▸ **Exercise prompt**: The answer must consist of the records, repeated exactly.

▸ **Supplied records**:
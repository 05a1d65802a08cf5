//! Passive tick generator for the background jobs. Each job owns an
//! in-flight flag; a tick arriving while the previous run is still going is
//! skipped rather than queued.

use std::sync::Arc;
use std::sync::atomic::{AtomicBool, Ordering};
use std::time::Duration;

use chrono::Utc;

use crate::config::TuningConfig;
use crate::fusion;
use crate::ingest::IngestWorker;
use crate::matcher;
use crate::retention;
use crate::store::Store;

struct JobGuard {
    name: &'static str,
    running: AtomicBool,
}

impl JobGuard {
    fn new(name: &'static str) -> Self {
        Self {
            name,
            running: AtomicBool::new(false),
        }
    }

    fn try_start(&self) -> bool {
        let started = !self.running.swap(true, Ordering::SeqCst);
        if !started {
            tracing::warn!("{} tick skipped: previous run still going", self.name);
        }
        started
    }

    fn finish(&self) {
        self.running.store(false, Ordering::SeqCst);
    }
}

/// Spawns every background loop: one ingest loop per worker, the fusion
/// pass, the retention sweep, and the dossier stats refresh.
pub fn spawn_all(
    store: Arc<Store>,
    workers: Vec<Arc<IngestWorker>>,
    tuning: TuningConfig,
) {
    for worker in workers {
        let guard = Arc::new(JobGuard::new("ingest"));
        let tick_secs = tuning.ingest.tick_secs;
        tokio::spawn(async move {
            let mut interval = tokio::time::interval(Duration::from_secs(tick_secs));
            loop {
                interval.tick().await;
                if !guard.try_start() {
                    continue;
                }
                match worker.run_once().await {
                    Ok(stats) if stats.events_created > 0 || stats.errors > 0 => {
                        tracing::info!(
                            "ingest {}: {} polled, {} new, {} dup, {} errors",
                            worker.source_type().as_str(),
                            stats.sources_polled,
                            stats.events_created,
                            stats.duplicates,
                            stats.errors,
                        );
                    }
                    Ok(_) => {}
                    Err(e) => tracing::error!("ingest tick error: {e}"),
                }
                guard.finish();
            }
        });
    }

    {
        let store = store.clone();
        let fusion_tuning = tuning.fusion.clone();
        let guard = Arc::new(JobGuard::new("fusion"));
        tokio::spawn(async move {
            let mut interval =
                tokio::time::interval(Duration::from_secs(fusion_tuning.interval_mins * 60));
            loop {
                interval.tick().await;
                if !guard.try_start() {
                    continue;
                }
                match fusion::run_fusion(
                    &store,
                    fusion_tuning.window_hours,
                    fusion_tuning.similarity_threshold,
                ) {
                    Ok(summary) => tracing::info!(
                        "fusion pass: {} candidates, {} created, {} updated, {} dissolved",
                        summary.candidates,
                        summary.clusters_created,
                        summary.clusters_updated,
                        summary.clusters_dissolved,
                    ),
                    Err(e) => tracing::warn!("fusion tick: {e}"),
                }
                guard.finish();
            }
        });
    }

    {
        let store = store.clone();
        let retention_tuning = tuning.retention.clone();
        let window_hours = tuning.fusion.window_hours;
        let guard = Arc::new(JobGuard::new("retention"));
        tokio::spawn(async move {
            // Let ingest settle before the first sweep.
            tokio::time::sleep(Duration::from_secs(60)).await;
            let mut interval =
                tokio::time::interval(Duration::from_secs(retention_tuning.interval_mins * 60));
            loop {
                interval.tick().await;
                if !guard.try_start() {
                    continue;
                }
                match retention::run_retention(&store, &retention_tuning, window_hours, Utc::now())
                {
                    Ok(summary) if summary.soft_deleted > 0 || summary.purged > 0 => {
                        tracing::info!(
                            "retention sweep: {} soft-deleted, {} purged, {} audit rows",
                            summary.soft_deleted,
                            summary.purged,
                            summary.audit_purged,
                        );
                    }
                    Ok(_) => {}
                    Err(e) => tracing::error!("retention sweep error: {e}"),
                }
                guard.finish();
            }
        });
    }

    {
        let store = store.clone();
        let refresh_mins = tuning.enrichment.dossier_refresh_mins;
        let guard = Arc::new(JobGuard::new("dossier_stats_refresh"));
        tokio::spawn(async move {
            let mut interval = tokio::time::interval(Duration::from_secs(refresh_mins * 60));
            loop {
                interval.tick().await;
                if !guard.try_start() {
                    continue;
                }
                match matcher::refresh_dirty(&store, Utc::now()) {
                    Ok(0) => {}
                    Ok(n) => tracing::info!("dossier stats refreshed for {n} dossiers"),
                    Err(e) => tracing::error!("dossier stats refresh error: {e}"),
                }
                guard.finish();
            }
        });
    }
}

#[cfg(test)]
mod tests {
    use super::*;

    #[test]
    fn guard_suppresses_overlap() {
        let guard = JobGuard::new("test");
        assert!(guard.try_start());
        assert!(!guard.try_start());
        guard.finish();
        assert!(guard.try_start());
    }
}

▸ **Finished task**:
repository 05a1d65802a08cf5
//! Passive tick generator for the background jobs. Each job owns an
//! in-flight flag; a tick arriving while the previous run is still going is
//! skipped rather than queued.

use std::sync::Arc;
use std::sync::atomic::{AtomicBool, Ordering};
use std::time::Duration;

use chrono::Utc;

use crate::config::TuningConfig;
use crate::fusion;
use crate::ingest::IngestWorker;
use crate::matcher;
use crate::retention;
use crate::store::Store;

struct JobGuard {
    name: &'static str,
    running: AtomicBool,
}

impl JobGuard {
    fn new(name: &'static str) -> Self {
        Self {
            name,
            running: AtomicBool::new(false),
        }
    }

    fn try_start(&self) -> bool {
        let started = !self.running.swap(true, Ordering::SeqCst);
        if !started {
            tracing::warn!("{} tick skipped: previous run still going", self.name);
        }
        started
    }

    fn finish(&self) {
        self.running.store(false, Ordering::SeqCst);
    }
}

/// Spawns every background loop: one ingest loop per worker, the fusion
/// pass, the retention sweep, and the dossier stats refresh.
pub fn spawn_all(
    store: Arc<Store>,
    workers: Vec<Arc<IngestWorker>>,
    tuning: TuningConfig,
) {
    for worker in workers {
        let guard = Arc::new(JobGuard::new("ingest"));
        let tick_secs = tuning.ingest.tick_secs;
        tokio::spawn(async move {
            let mut interval = tokio::time::interval(Duration::from_secs(tick_secs));
            loop {
                interval.tick().await;
                if !guard.try_start() {
                    continue;
                }
                match worker.run_once().await {
                    Ok(stats) if stats.events_created > 0 || stats.errors > 0 => {
                        tracing::info!(
                            "ingest {}: {} polled, {} new, {} dup, {} errors",
                            worker.source_type().as_str(),
                            stats.sources_polled,
                            stats.events_created,
                            stats.duplicates,
                            stats.errors,
                        );
                    }
                    Ok(_) => {}
                    Err(e) => tracing::error!("ingest tick error: {e}"),
                }
                guard.finish();
            }
        });
    }

    {
        let store = store.clone();
        let fusion_tuning = tuning.fusion.clone();
        let guard = Arc::new(JobGuard::new("fusion"));
        tokio::spawn(async move {
            let mut interval =
                tokio::time::interval(Duration::from_secs(fusion_tuning.interval_mins * 60));
            loop {
                interval.tick().await;
                if !guard.try_start() {
                    continue;
                }
                match fusion::run_fusion(
                    &store,
                    fusion_tuning.window_hours,
                    fusion_tuning.similarity_threshold,
                ) {
                    Ok(summary) => tracing::info!(
                        "fusion pass: {} candidates, {} created, {} updated, {} dissolved",
                        summary.candidates,
                        summary.clusters_created,
                        summary.clusters_updated,
                        summary.clusters_dissolved,
                    ),
                    Err(e) => tracing::warn!("fusion tick: {e}"),
                }
                guard.finish();
            }
        });
    }

    {
        let store = store.clone();
        let retention_tuning = tuning.retention.clone();
        let window_hours = tuning.fusion.window_hours;
        let guard = Arc::new(JobGuard::new("retention"));
        tokio::spawn(async move {
            // Let ingest settle before the first sweep.
            tokio::time::sleep(Duration::from_secs(60)).await;
            let mut interval =
                tokio::time::interval(Duration::from_secs(retention_tuning.interval_mins * 60));
            loop {
                interval.tick().await;
                if !guard.try_start() {
                    continue;
                }
                match retention::run_retention(&store, &retention_tuning, window_hours, Utc::now())
                {
                    Ok(summary) if summary.soft_deleted > 0 || summary.purged > 0 => {
                        tracing::info!(
                            "retention sweep: {} soft-deleted, {} purged, {} audit rows",
                            summary.soft_deleted,
                            summary.purged,
                            summary.audit_purged,
                        );
                    }
                    Ok(_) => {}
                    Err(e) => tracing::error!("retention sweep error: {e}"),
                }
                guard.finish();
            }
        });
    }

    {
        let store = store.clone();
        let refresh_mins = tuning.enrichment.dossier_refresh_mins;
        let guard = Arc::new(JobGuard::new("dossier_stats_refresh"));
        tokio::spawn(async move {
            let mut interval = tokio::time::interval(Duration::from_secs(refresh_mins * 60));
            loop {
                interval.tick().await;
                if !guard.try_start() {
                    continue;
                }
                match matcher::refresh_dirty(&store, Utc::now()) {
                    Ok(0) => {}
                    Ok(n) => tracing::info!("dossier stats refreshed for {n} dossiers"),
                    Err(e) => tracing::error!("dossier stats refresh error: {e}"),
                }
                guard.finish();
            }
        });
    }
}

#[cfg(test)]
mod tests {
    use super::*;

    #[test]
    fn guard_suppresses_overlap() {
        let guard = JobGuard::new("test");
        assert!(guard.try_start());
        assert!(!guard.try_start());
        guard.finish();
        assert!(guard.try_start());
    }
}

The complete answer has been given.